What is needed
For this exercise, print all of the data exactly as given.

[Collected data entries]
//! Server-Sent Events support

use crate::calculator::CalcState;
use crate::display::DisplayView;
use crate::runtime::SseEvent;
use axum::response::sse::{Event, KeepAlive, Sse};
use futures::stream::Stream;
use serde_json::json;
use std::convert::Infallible;
use std::time::Duration;
use tokio_stream::wrappers::BroadcastStream;
use tokio_stream::StreamExt;

/// Convert broadcast stream to SSE stream, starting with the current state
pub fn sse_stream(
    init_state: CalcState,
    broadcast_rx: tokio::sync::broadcast::Receiver<SseEvent>,
) -> Sse<impl Stream<Item = Result<Event, Infallible>>> {
    let init = futures::stream::once(async move { Ok(init_event(&init_state)) });

    let broadcasts = BroadcastStream::new(broadcast_rx).filter_map(|result| match result {
        Ok(event) => Some(Ok(sse_event_to_axum(event))),
        Err(_) => None, // Skip lagged messages
    });

    let combined = init.chain(broadcasts);

    Sse::new(combined).keep_alive(
        KeepAlive::new()
            .interval(Duration::from_secs(15))
            .text("ping"),
    )
}

fn init_event(state: &CalcState) -> Event {
    let data = json!({
        "type": "init",
        "state": state,
        "display": DisplayView::from_state(state),
    });
    Event::default().event("init").data(data.to_string())
}

fn sse_event_to_axum(event: SseEvent) -> Event {
    let (event_type, data) = match event {
        SseEvent::State { state, cause } => (
            "state",
            json!({
                "type": "state",
                "cause": cause,
                "display": DisplayView::from_state(&state),
                "state": state,
            }),
        ),
        SseEvent::QueryStarted { query } => (
            "query_started",
            json!({
                "type": "query_started",
                "query": query
            }),
        ),
    };

    Event::default().event(event_type).data(data.to_string())
}
//! Calculator state types

use serde::{Deserialize, Serialize};
use std::fmt;

/// Value of `current_operand` when nothing has been entered
pub const EMPTY_OPERAND: &str = "0";

// ============================================================================
// Operators
// ============================================================================

/// One of the four binary operators
#[derive(Debug, Clone, Copy, PartialEq, Eq, Hash, Serialize, Deserialize)]
pub enum Operator {
    #[serde(rename = "+")]
    Add,
    #[serde(rename = "-")]
    Subtract,
    #[serde(rename = "*")]
    Multiply,
    #[serde(rename = "/")]
    Divide,
}

impl Operator {
    pub fn symbol(self) -> &'static str {
        match self {
            Operator::Add => "+",
            Operator::Subtract => "-",
            Operator::Multiply => "*",
            Operator::Divide => "/",
        }
    }

    /// Apply with plain IEEE semantics (x / 0 is infinite or NaN)
    pub fn apply(self, lhs: f64, rhs: f64) -> f64 {
        match self {
            Operator::Add => lhs + rhs,
            Operator::Subtract => lhs - rhs,
            Operator::Multiply => lhs * rhs,
            Operator::Divide => lhs / rhs,
        }
    }
}

impl fmt::Display for Operator {
    fn fmt(&self, f: &mut fmt::Formatter<'_>) -> fmt::Result {
        f.write_str(self.symbol())
    }
}

// ============================================================================
// History
// ============================================================================

/// Where a history entry came from
#[derive(Debug, Clone, Copy, PartialEq, Eq, Serialize, Deserialize)]
#[serde(rename_all = "snake_case")]
pub enum HistoryKind {
    /// An arithmetic evaluation
    Standard,
    /// An answer from the external oracle
    External,
}

/// A completed evaluation or query resolution. Never modified once recorded.
#[derive(Debug, Clone, PartialEq, Eq, Serialize, Deserialize)]
pub struct HistoryEntry {
    pub expression: String,
    pub result: String,
    /// Epoch milliseconds
    pub timestamp: i64,
    pub kind: HistoryKind,
}

impl HistoryEntry {
    pub fn standard(expression: impl Into<String>, result: impl Into<String>, timestamp: i64) -> Self {
        Self {
            expression: expression.into(),
            result: result.into(),
            timestamp,
            kind: HistoryKind::Standard,
        }
    }

    pub fn external(expression: impl Into<String>, result: impl Into<String>, timestamp: i64) -> Self {
        Self {
            expression: expression.into(),
            result: result.into(),
            timestamp,
            kind: HistoryKind::External,
        }
    }
}

// ============================================================================
// Calculator State
// ============================================================================

/// Full calculator state. Replaced wholesale on every transition.
#[derive(Debug, Clone, PartialEq, Eq, Serialize, Deserialize)]
pub struct CalcState {
    /// Operand being entered; `"0"` when empty
    pub current_operand: String,
    /// Operand captured when the pending operator was chosen
    pub previous_operand: Option<String>,
    pub operation: Option<Operator>,
    /// Next symbol replaces `current_operand` instead of extending it
    pub overwrite: bool,
    /// Chronological, append-only
    pub history: Vec<HistoryEntry>,

    // Query overlay
    pub query_mode: bool,
    pub query_text: String,
    pub query_note: Option<String>,
    pub is_pending: bool,
}

impl Default for CalcState {
    fn default() -> Self {
        Self {
            current_operand: EMPTY_OPERAND.to_string(),
            previous_operand: None,
            operation: None,
            overwrite: false,
            history: Vec::new(),
            query_mode: false,
            query_text: String::new(),
            query_note: None,
            is_pending: false,
        }
    }
}

/// Inputs to a transition that come from outside the state
#[derive(Debug, Clone, Copy)]
pub struct CalcContext {
    /// Wall clock used to stamp history entries (epoch millis)
    pub now_millis: i64,
}

impl CalcContext {
    pub fn at(now_millis: i64) -> Self {
        Self { now_millis }
    }

    pub fn now() -> Self {
        Self::at(chrono::Utc::now().timestamp_millis())
    }
}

Answer space
//! Server-Sent Events support

use crate::calculator::CalcState;
use crate::display::DisplayView;
use crate::runtime::SseEvent;
use axum::response::sse::{Event, KeepAlive, Sse};
use futures::stream::Stream;
use serde_json::json;
use std::convert::Infallible;
use std::time::Duration;
use tokio_stream::wrappers::BroadcastStream;
use tokio_stream::StreamExt;

/// Convert broadcast stream to SSE stream, starting with the current state
pub fn sse_stream(
    init_state: CalcState,
    broadcast_rx: tokio::sync::broadcast::Receiver<SseEvent>,
) -> Sse<impl Stream<Item = Result<Event, Infallible>>> {
    let init = futures::stream::once(async move { Ok(init_event(&init_state)) });

    let broadcasts = BroadcastStream::new(broadcast_rx).filter_map(|result| match result {
        Ok(event) => Some(Ok(sse_event_to_axum(event))),
        Err(_) => None, // Skip lagged messages
    });

    let combined = init.chain(broadcasts);

    Sse::new(combined).keep_alive(
        KeepAlive::new()
            .interval(Duration::from_secs(15))
            .text("ping"),
    )
}

fn init_event(state: &CalcState) -> Event {
    let data = json!({
        "type": "init",
        "state": state,
        "display": DisplayView::from_state(state),
    });
    Event::default().event("init").data(data.to_string())
}

fn sse_event_to_axum(event: SseEvent) -> Event {
    let (event_type, data) = match event {
        SseEvent::State { state, cause } => (
            "state",
            json!({
                "type": "state",
                "cause": cause,
                "display": DisplayView::from_state(&state),
                "state": state,
            }),
        ),
        SseEvent::QueryStarted { query } => (
            "query_started",
            json!({
                "type": "query_started",
                "query": query
            }),
        ),
    };

    Event::default().event(event_type).data(data.to_string())
}
//! Calculator state types

use serde::{Deserialize, Serialize};
use std::fmt;

/// Value of `current_operand` when nothing has been entered
pub const EMPTY_OPERAND: &str = "0";

// ============================================================================
// Operators
// ============================================================================

/// One of the four binary operators
#[derive(Debug, Clone, Copy, PartialEq, Eq, Hash, Serialize, Deserialize)]
pub enum Operator {
    #[serde(rename = "+")]
    Add,
    #[serde(rename = "-")]
    Subtract,
    #[serde(rename = "*")]
    Multiply,
    #[serde(rename = "/")]
    Divide,
}

impl Operator {
    pub fn symbol(self) -> &'static str {
        match self {
            Operator::Add => "+",
            Operator::Subtract => "-",
            Operator::Multiply => "*",
            Operator::Divide => "/",
        }
    }

    /// Apply with plain IEEE semantics (x / 0 is infinite or NaN)
    pub fn apply(self, lhs: f64, rhs: f64) -> f64 {
        match self {
            Operator::Add => lhs + rhs,
            Operator::Subtract => lhs - rhs,
            Operator::Multiply => lhs * rhs,
            Operator::Divide => lhs / rhs,
        }
    }
}

impl fmt::Display for Operator {
    fn fmt(&self, f: &mut fmt::Formatter<'_>) -> fmt::Result {
        f.write_str(self.symbol())
    }
}

// ============================================================================
// History
// ============================================================================

/// Where a history entry came from
#[derive(Debug, Clone, Copy, PartialEq, Eq, Serialize, Deserialize)]
#[serde(rename_all = "snake_case")]
pub enum HistoryKind {
    /// An arithmetic evaluation
    Standard,
    /// An answer from the external oracle
    External,
}

/// A completed evaluation or query resolution. Never modified once recorded.
#[derive(Debug, Clone, PartialEq, Eq, Serialize, Deserialize)]
pub struct HistoryEntry {
    pub expression: String,
    pub result: String,
    /// Epoch milliseconds
    pub timestamp: i64,
    pub kind: HistoryKind,
}

impl HistoryEntry {
    pub fn standard(expression: impl Into<String>, result: impl Into<String>, timestamp: i64) -> Self {
        Self {
            expression: expression.into(),
            result: result.into(),
            timestamp,
            kind: HistoryKind::Standard,
        }
    }

    pub fn external(expression: impl Into<String>, result: impl Into<String>, timestamp: i64) -> Self {
        Self {
            expression: expression.into(),
            result: result.into(),
            timestamp,
            kind: HistoryKind::External,
        }
    }
}

// ============================================================================
// Calculator State
// ============================================================================

/// Full calculator state. Replaced wholesale on every transition.
#[derive(Debug, Clone, PartialEq, Eq, Serialize, Deserialize)]
pub struct CalcState {
    /// Operand being entered; `"0"` when empty
    pub current_operand: String,
    /// Operand captured when the pending operator was chosen
    pub previous_operand: Option<String>,
    pub operation: Option<Operator>,
    /// Next symbol replaces `current_operand` instead of extending it
    pub overwrite: bool,
    /// Chronological, append-only
    pub history: Vec<HistoryEntry>,

    // Query overlay
    pub query_mode: bool,
    pub query_text: String,
    pub query_note: Option<String>,
    pub is_pending: bool,
}

impl Default for CalcState {
    fn default() -> Self {
        Self {
            current_operand: EMPTY_OPERAND.to_string(),
            previous_operand: None,
            operation: None,
            overwrite: false,
            history: Vec::new(),
            query_mode: false,
            query_text: String::new(),
            query_note: None,
            is_pending: false,
        }
    }
}

/// Inputs to a transition that come from outside the state
#[derive(Debug, Clone, Copy)]
pub struct CalcContext {
    /// Wall clock used to stamp history entries (epoch millis)
    pub now_millis: i64,
}

impl CalcContext {
    pub fn at(now_millis: i64) -> Self {
        Self { now_millis }
    }

    pub fn now() -> Self {
        Self::at(chrono::Utc::now().timestamp_millis())
    }
}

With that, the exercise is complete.